Wolbachia is safe for humans, animals and the environment, he tells the Sunday Times, with independent risk assessments giving it an overall risk rating of ‘negligible’, the lowest possible rating.

Initially, after all permits and requirements are met, a colony of Aedes aegypti mosquitoes ‘armed’ with Wolbachia will be sent to Sri Lanka from Australia and deployed into a selected area, to mix with the wild mosquito population there. Gradually, over a period of time, there will be back-crossing leading to Wolbachia being passed on to all the Sri Lankan mosquitoes in that area. After about six generations, the DNA specific to the Australian mosquitoes will disappear.
“We want to transfer knowledge and technology and build the capacity of the local health authorities so that they take it up,” said Prof. O’Neill, stressing that all other control and prevention activities should be continued, with Wolbachia being a ‘complementary’ measure.

A note from the Australian High Commission, meanwhile, gives the details of the link-up where the Australian Government will help combat dengue fever, by partnering with the WHO, Monash University’s Eliminate Dengue Program and Sri Lanka’s Health Ministry.

The WHO is to be given a Rs. 58 million grant to immediately implement intensive dengue prevention and control measures. Working with Sri Lankan health authorities and other partners, the objective will be to reduce transmission of dengue and thereby the incidence by more than 50% over 4-6 weeks in high-risk districts. For this to be achieved, strengthened surveillance, spatial mapping and analyses of health data, community awareness and action and continued vector control measures will be coordinated and intensified. Prevention and control measures will need to be sustained to mitigate the risk of an outbreak of this magnitude again, the note said.
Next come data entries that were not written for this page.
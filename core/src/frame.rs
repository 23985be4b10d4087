//! Derived display state.
//!
//! Nothing here is cached. The frame is recomputed from the owned stores
//! (buffer, run record, scenario) every time someone asks, so it can never
//! go stale relative to them.

use crate::{
    model::{Heatmap, Layout, Package, Reservation, Robot, Run, RunMetrics, RunStage, Scenario, SimulationState},
    replay::ReplayController,
    tick_buffer::TickBuffer,
};

#[derive(Debug, Clone, Copy, PartialEq, Eq)]
pub enum FrameSource {
    /// A buffered tick; `index` of `total`.
    Tick { index: usize, total: usize },
    /// Last snapshot stored on the run record (no ticks received yet).
    RunSnapshot,
    /// Static scenario layout with no live entities.
    ScenarioLayout,
}

/// Everything the renderer and the metric readouts need for one frame.
#[derive(Debug, Clone, Copy)]
pub struct Frame<'a> {
    pub source:          FrameSource,
    pub stage:           Option<RunStage>,
    pub elapsed_seconds: Option<f64>,
    pub layout:          &'a Layout,
    pub packages:        &'a [Package],
    pub robots:          &'a [Robot],
    pub reservations:    &'a [Reservation],
    pub heatmap:         Option<&'a Heatmap>,
    pub metrics:         Option<&'a RunMetrics>,
}

/// Borrowed view of the stores a frame is derived from.
#[derive(Debug, Clone, Copy)]
pub struct FrameInputs<'a> {
    pub buffer:   Option<&'a TickBuffer>,
    pub replay:   Option<&'a ReplayController>,
    pub run:      Option<&'a Run>,
    pub snapshot: Option<&'a SimulationState>,
    pub scenario: Option<&'a Scenario>,
}

/// Active tick first, then the run's stored snapshot, then the scenario
/// layout. `None` only when there is no layout to draw at all.
pub fn active_frame(inputs: FrameInputs<'_>) -> Option<Frame<'_>> {
    if let (Some(buffer), Some(replay)) = (inputs.buffer, inputs.replay) {
        if let Some(index) = replay.cursor(buffer.len()) {
            if let Some(tick) = buffer.get(index) {
                return Some(Frame {
                    source:          FrameSource::Tick { index, total: buffer.len() },
                    stage:           Some(tick.stage),
                    elapsed_seconds: Some(tick.elapsed_seconds),
                    layout:          &tick.state.layout,
                    packages:        &tick.state.packages,
                    robots:          &tick.state.robots,
                    reservations:    &tick.state.reservations,
                    heatmap:         Some(&tick.heatmap),
                    metrics:         Some(&tick.metrics),
                });
            }
        }
    }

    let stage = inputs.run.map(|r| r.stage);
    let heatmap = inputs.run.map(|r| &r.heatmap);
    let metrics = inputs.run.map(|r| &r.metrics);

    if let Some(state) = inputs.snapshot {
        return Some(Frame {
            source: FrameSource::RunSnapshot,
            stage,
            elapsed_seconds: None,
            layout: &state.layout,
            packages: &state.packages,
            robots: &state.robots,
            reservations: &state.reservations,
            heatmap,
            metrics,
        });
    }

    inputs.scenario.map(|scenario| Frame {
        source: FrameSource::ScenarioLayout,
        stage,
        elapsed_seconds: None,
        layout: &scenario.config.layout,
        packages: &[],
        robots: &[],
        reservations: &[],
        heatmap,
        metrics,
    })
}

/// `mm:ss` readout for elapsed simulation time.
pub fn format_elapsed(seconds: f64) -> String {
    let total = seconds.max(0.0).floor() as u64;
    format!("{:02}:{:02}", total / 60, total % 60)
}

#[cfg(test)]
mod tests {
    use super::*;

    #[test]
    fn elapsed_readout() {
        assert_eq!(format_elapsed(0.0), "00:00");
        assert_eq!(format_elapsed(61.9), "01:01");
        assert_eq!(format_elapsed(-3.0), "00:00");
    }
}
Monash University’s Eliminate Dengue Program is to be extended a Rs. 116 million grant from Australia’s InnovationXchange for a research partnership with the Health Ministry’ Dengue Control Unit, headed by Dr. Hasitha Tissera, to trial the introduction of Wolbachia to Sri Lankan mosquito populations.
Sri Lanka is the seventh country to join the Eliminate Dengue Program, alongside Brazil, Colombia, Australia, Indonesia, Vietnam and India.